Chartist Lives: Bronterre O'Brien

O’Brien[1] was born at Granard, co. Longford, Ireland, in early February 1804, the second son of Daniel O’Brien and his wife, Mary Kearney. His father, who was a wine and spirit merchant and a tobacco manufacturer in co. Longford, failed in business during O’Brien’s childhood, and died soon after. O’Brien was educated at the local parochial school and then at Edgeworthstown School, which had been promoted by Richard Lovell Edgeworth. He then went to Trinity College, Dublin, where he graduated BA in 1829. He entered the King’s Inns, Dublin, and then went to London, where he was admitted as a law student at Gray’s Inn in March 1830. In London he met Henry Hunt and William Cobbett.
In 1831, Henry Hetherington started up and edited the Poor Man’s Guardian, but O’Brien became its effective editor and also contributed to Hetherington’s Poor Man’s Conservative. He signed his articles ‘Bronterre’, and from this moment called himself James Bronterre O’Brien. At first O’Brien adopted many of William Cobbett’s views on the national debt and the currency, but soon he began to develop his own ideas. He read widely in the literature of the French Revolution, and visited France on three occasions in 1837–8. In 1836, his translated edition of Buonarotti’s History of Babeuf’s Conspiracy was published and in 1838 the first volume of his eulogistic Life of Robespierre appeared. By this time, O’Brien’s own opinions were insurrectionary and socialistic. In 1837, he began Bronterre’s National Reformer, but it soon failed and in 1838 The Operative that ended publication in July 1839. He had, meanwhile, married in the mid-1830s (the name of his wife is not known); he had four children.

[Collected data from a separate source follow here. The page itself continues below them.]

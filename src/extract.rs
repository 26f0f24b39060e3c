//! Per-dataset extraction: read counts out of every merged file, in
//! sequence or across a bounded worker pool.
//!
//! Each dataset's extraction is fully independent (open the primary
//! file, enumerate pipelines, read the per-pipeline numbers, read each
//! friend file), so the batch parallelizes embarrassingly. All records
//! are gathered before reconciliation starts; nothing streams.

use crate::backend::InputMode;
use crate::expect::{DatasetDatabase, PipelineCounts};
use crate::group::list_ntuple_files;
use crate::natsort::sorted_naturally;
use crate::ntuple::{BOOKKEEPING_HISTOGRAM, EVENT_TABLE, NtupleSource};
use crate::storage::DirectoryLister;
use anyhow::{Context, Result};
use serde::{Deserialize, Serialize};
use std::collections::{BTreeMap, BTreeSet};
use std::fs;
use std::path::Path;
use tracing::{debug, info, warn};

/// Everything measured and looked up for one dataset. Built once during
/// extraction, read-only during reconciliation.
#[derive(Debug, Clone, PartialEq, Serialize, Deserialize)]
pub struct ExtractionRecord {
    /// Pipeline names, sorted lexically.
    pub pipelines: Vec<String>,
    /// Pipeline → weighted event count from the bookkeeping histogram.
    pub weighted_counts: BTreeMap<String, f64>,
    /// Pipeline → raw row count of the event table.
    pub tree_rows: BTreeMap<String, u64>,
    /// Friend type → pipeline → raw row count in that friend file.
    pub friends: BTreeMap<String, BTreeMap<String, u64>>,
    /// Generated-event count from the dataset database (−1 when unknown).
    pub expected_events: f64,
    /// Pipeline count from the pattern table (−1 when unmatched).
    pub expected_pipelines: i64,
}

/// Raw extraction results for a whole run. `None` marks a dataset with no
/// usable source: zero or multiple files, an open failure, or a file
/// recovered from a truncated write.
pub type RecordStore = BTreeMap<String, Option<ExtractionRecord>>;

/// One friend-file location: a root directory holding per-dataset
/// subdirectories, labeled by its final path segment.
#[derive(Debug, Clone, PartialEq, Eq)]
pub struct FriendRoot {
    pub label: String,
    pub dir: String,
}

impl FriendRoot {
    /// Label the root by its last path segment.
    #[must_use]
    pub fn from_path(dir: &str) -> Self {
        let trimmed = dir.trim_end_matches('/');
        let label = trimmed.rsplit('/').next().unwrap_or(trimmed).to_string();
        Self {
            label,
            dir: trimmed.to_string(),
        }
    }
}

/// Collaborators and configuration shared by every dataset's extraction.
pub struct ExtractionContext<'a> {
    pub source: &'a dyn NtupleSource,
    pub lister: &'a dyn DirectoryLister,
    pub input: &'a InputMode,
    pub friend_roots: &'a [FriendRoot],
    pub database: &'a DatasetDatabase,
    pub pipeline_counts: &'a PipelineCounts,
}

/// Execution mode for the extraction batch.
#[derive(Clone, Copy, Debug)]
pub enum ExecMode {
    Sequential,
    Parallel { workers: Option<usize> },
}

fn join(dir: &str, child: &str) -> String {
    format!("{}/{}", dir.trim_end_matches('/'), child)
}

/// Extract one dataset from its single resolved source file.
///
/// Returns `None` when the file cannot be opened or is marked recovered;
/// reconciliation treats that exactly like a missing source.
#[must_use]
pub fn extract_dataset(
    ctx: &ExtractionContext<'_>,
    dataset: &str,
    location: &str,
) -> Option<ExtractionRecord> {
    info!(target: "harvester::extract", "processing {dataset}");

    let file = match ctx.source.open(location) {
        Ok(file) => file,
        Err(e) => {
            warn!(target: "harvester::extract", "{dataset}: {e}");
            return None;
        }
    };
    if file.is_recovered() {
        warn!(target: "harvester::extract", "{dataset}: recovered file, skipping");
        return None;
    }

    let mut pipelines = file.groupings();
    pipelines.sort();

    let mut weighted_counts = BTreeMap::new();
    let mut tree_rows = BTreeMap::new();
    for pipeline in &pipelines {
        weighted_counts.insert(
            pipeline.clone(),
            file.read_scalar(pipeline, BOOKKEEPING_HISTOGRAM),
        );
        tree_rows.insert(pipeline.clone(), file.read_row_count(pipeline, EVENT_TABLE));
    }

    let mut friends = BTreeMap::new();
    for root in ctx.friend_roots {
        friends.insert(
            root.label.clone(),
            read_friend(ctx, root, dataset, &pipelines),
        );
    }

    Some(ExtractionRecord {
        pipelines,
        weighted_counts,
        tree_rows,
        friends,
        expected_events: ctx.database.generated_events(dataset),
        expected_pipelines: ctx.pipeline_counts.expected_for(dataset),
    })
}

/// Read one friend type's per-pipeline row counts. Starts from all-zero
/// counts; files are visited in natural order so that with several files
/// the last one wins deterministically. A friend root with no file for
/// the dataset leaves every count at zero.
fn read_friend(
    ctx: &ExtractionContext<'_>,
    root: &FriendRoot,
    dataset: &str,
    pipelines: &[String],
) -> BTreeMap<String, u64> {
    let mut counts: BTreeMap<String, u64> =
        pipelines.iter().map(|p| (p.clone(), 0)).collect();

    let dataset_dir = join(&root.dir, dataset);
    let files = match list_ntuple_files(ctx.lister, &dataset_dir) {
        Ok(files) => sorted_naturally(files),
        Err(e) => {
            warn!(target: "harvester::extract", "{dataset}: friend {}: {e}", root.label);
            return counts;
        }
    };
    if files.is_empty() {
        debug!(
            target: "harvester::extract",
            "{dataset}: no {} friend file", root.label
        );
        return counts;
    }

    for name in files {
        let location = ctx.input.qualify(&join(&dataset_dir, &name));
        let friend = match ctx.source.open(&location) {
            Ok(friend) => friend,
            Err(e) => {
                warn!(target: "harvester::extract", "{dataset}: friend {}: {e}", root.label);
                continue;
            }
        };
        let present: BTreeSet<String> = friend.groupings().into_iter().collect();
        for pipeline in pipelines {
            let rows = if present.contains(pipeline) {
                friend.read_row_count(pipeline, EVENT_TABLE)
            } else {
                0
            };
            counts.insert(pipeline.clone(), rows);
        }
    }
    counts
}

/// Extract every dataset with a resolved single source; datasets without
/// one go straight into the store as `None`.
///
/// # Errors
///
/// Fails only when the requested worker pool cannot be built; per-dataset
/// problems never abort the batch.
pub fn extract_all(
    ctx: &ExtractionContext<'_>,
    sources: &BTreeMap<String, Option<String>>,
    mode: ExecMode,
) -> Result<RecordStore> {
    let work: Vec<(&str, &str)> = sources
        .iter()
        .filter_map(|(dataset, source)| {
            source.as_deref().map(|loc| (dataset.as_str(), loc))
        })
        .collect();

    let extracted: Vec<(String, Option<ExtractionRecord>)> = match mode {
        ExecMode::Sequential => work
            .iter()
            .map(|(dataset, loc)| ((*dataset).to_string(), extract_dataset(ctx, dataset, loc)))
            .collect(),
        ExecMode::Parallel { workers } => {
            use rayon::prelude::*;
            let pool = rayon::ThreadPoolBuilder::new()
                .num_threads(workers.unwrap_or_else(num_cpus::get))
                .build()
                .context("building extraction worker pool")?;
            pool.install(|| {
                work.par_iter()
                    .map(|(dataset, loc)| {
                        ((*dataset).to_string(), extract_dataset(ctx, dataset, loc))
                    })
                    .collect()
            })
        }
    };

    let mut store: RecordStore = sources
        .iter()
        .map(|(dataset, _)| (dataset.clone(), None))
        .collect();
    for (dataset, record) in extracted {
        store.insert(dataset, record);
    }
    Ok(store)
}

/// Persist a record store as pretty JSON with sorted keys, consumable by
/// a later run to skip extraction.
///
/// # Errors
///
/// Fails when serialization or the file write fails.
pub fn save_records(path: &Path, store: &RecordStore) -> Result<()> {
    let json = serde_json::to_string_pretty(store).context("serializing record store")?;
    fs::write(path, json)
        .with_context(|| format!("writing record store {}", path.display()))
}

/// Load a previously saved record store.
///
/// # Errors
///
/// Fails when the file cannot be read or parsed.
pub fn load_records(path: &Path) -> Result<RecordStore> {
    let raw = fs::read_to_string(path)
        .with_context(|| format!("reading record store {}", path.display()))?;
    serde_json::from_str(&raw)
        .with_context(|| format!("parsing record store {}", path.display()))
}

From the beginning of the Chartist movement, O’Brien was one of its most prominent figures. He was a member of the original London Working Man’s Association, and was a delegate to the Chartist meeting in Palace Yard (17th September 1838) which opened the campaign in London. In 1838, he joined Feargus O’Connor at the Northern Star, and toured the country as a ‘missionary’ lecturer. Although regarded as a physical-force advocate, O’Brien was careful not to overstep the limits of the law. As he put it in the draft of the Chartist convention’s address (8th May 1839), ‘it was his intention to tell the people to arm without saying so in so many words’. He represented the Chartists of Manchester at the Chartist convention in the spring of 1839, and opposed the plan for a general strike.

As a result of the Newport rising of November 1839, a number of trials for sedition took place in the spring of 1840. O’Brien acted in his own defence and was acquitted at Newcastle in February on a charge of conspiracy, but was found guilty at Liverpool in April of seditious speaking. He was sentenced to eighteen months’ imprisonment. Towards the end of his sentence, O’Brien and Feargus O’Connor both began to communicate with the press, and carried on a controversy with one another as to the best policy for Chartists to pursue at the general election of 1841. O’Connor advocated an active alliance with the Conservatives, while O’Brien opposed this. Although still in prison, O’Brien stood as a Chartist candidate at Newcastle upon Tyne in the general election.

Released in September 1841, O’Brien continued the series of bitter personal quarrels with O’Connor, whom he later called ‘the Dictator’. O’Connor in turn nicknamed him the ‘Starved Viper’. O’Brien resumed his journalistic career, using various editorships to put forward his views on currency reform and continue his attack on O’Connor. He edited the British Statesman between June and December 1842, and in 1845 became editor of the National Reformer. During the Chartist campaign against the Anti-Corn Law League, O’Brien argued that free trade would lower prices, and so increase the proportion of the national wealth that landlords and owners of stock were able to appropriate. In the National Reformer he advocated ‘symbolic money’ and ‘banks of credit accessible to all classes’[2]. He opposed O’Connor’s land scheme, and joined in with the moderate reform programme of the National Complete Suffrage Union.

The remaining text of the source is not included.